*** Supplied data

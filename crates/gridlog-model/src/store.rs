use thiserror::Error;

use crate::CellValue;

/// Errors surfaced by a [`RowStore`] adapter.
#[derive(Debug, Clone, PartialEq, Eq, Error)]
pub enum StoreError {
    #[error("row {row} is out of bounds (allocated rows: {max})")]
    RowOutOfBounds { row: u32, max: u32 },
    #[error("column {col} is out of bounds")]
    ColumnOutOfBounds { col: u32 },
    #[error("backend error: {0}")]
    Backend(String),
}

/// Capability trait over an external 2-D growing table (e.g. one sheet of a
/// hosted spreadsheet).
///
/// All row and column indices are 1-based; index 0 is invalid everywhere.
/// The first [`frozen_row_count`](RowStore::frozen_row_count) rows are a
/// fixed header region that placement logic never touches.
///
/// Implementations are expected to be plain synchronous adapters; retry of
/// transient host failures is the caller's responsibility.
pub trait RowStore {
    /// Index of the last row containing any non-empty cell, or 0 when the
    /// whole table (headers included) is empty.
    fn last_data_row(&self) -> u32;

    /// Number of leading header rows never eligible for data placement.
    fn frozen_row_count(&self) -> u32;

    /// Total number of allocated rows, including blank trailing rows.
    fn max_allocated_rows(&self) -> u32;

    /// Natural column span of a data row, excluding any trailing digest
    /// column maintained by the engine.
    fn column_count(&self) -> u32;

    /// Reads one row. Cells past the row's stored width read as
    /// [`CellValue::Empty`]; the result is at least
    /// [`column_count`](RowStore::column_count) long.
    fn read_row(&self, row: u32) -> Result<Vec<CellValue>, StoreError>;

    /// Reads a vertical slice of one column, `from_row..=to_row` inclusive.
    /// The column may lie past [`column_count`](RowStore::column_count)
    /// (the digest column does); absent cells read as empty.
    fn read_column(&self, col: u32, from_row: u32, to_row: u32)
        -> Result<Vec<CellValue>, StoreError>;

    /// Overwrites one row starting at column 1. `values` may be wider than
    /// [`column_count`](RowStore::column_count) (a trailing digest cell).
    fn write_row(&mut self, row: u32, values: &[CellValue]) -> Result<(), StoreError>;

    /// Inserts a blank row so that it becomes row `row`, shifting that row
    /// and everything below it down by one.
    fn insert_blank_row_at(&mut self, row: u32) -> Result<(), StoreError>;

    /// Deletes one row, shifting everything below it up by one.
    fn delete_row(&mut self, row: u32) -> Result<(), StoreError>;

    /// Appends `n` blank rows past the current allocation.
    fn grow_by(&mut self, n: u32) -> Result<(), StoreError>;

    /// Whether the cell carries checkbox data validation. Supports the
    /// checkbox-aware blank-row test; hosts without per-cell metadata may
    /// always return false.
    fn is_checkbox_cell(&self, row: u32, col: u32) -> Result<bool, StoreError>;
}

******

→ **What you should do**: Which lines above include "digest"? Show each of them by copying it.

→ **Written solution**:
    /// Natural column span of a data row, excluding any trailing digest
    /// (the digest column does); absent cells read as empty.
    /// [`column_count`](RowStore::column_count) (a trailing digest cell).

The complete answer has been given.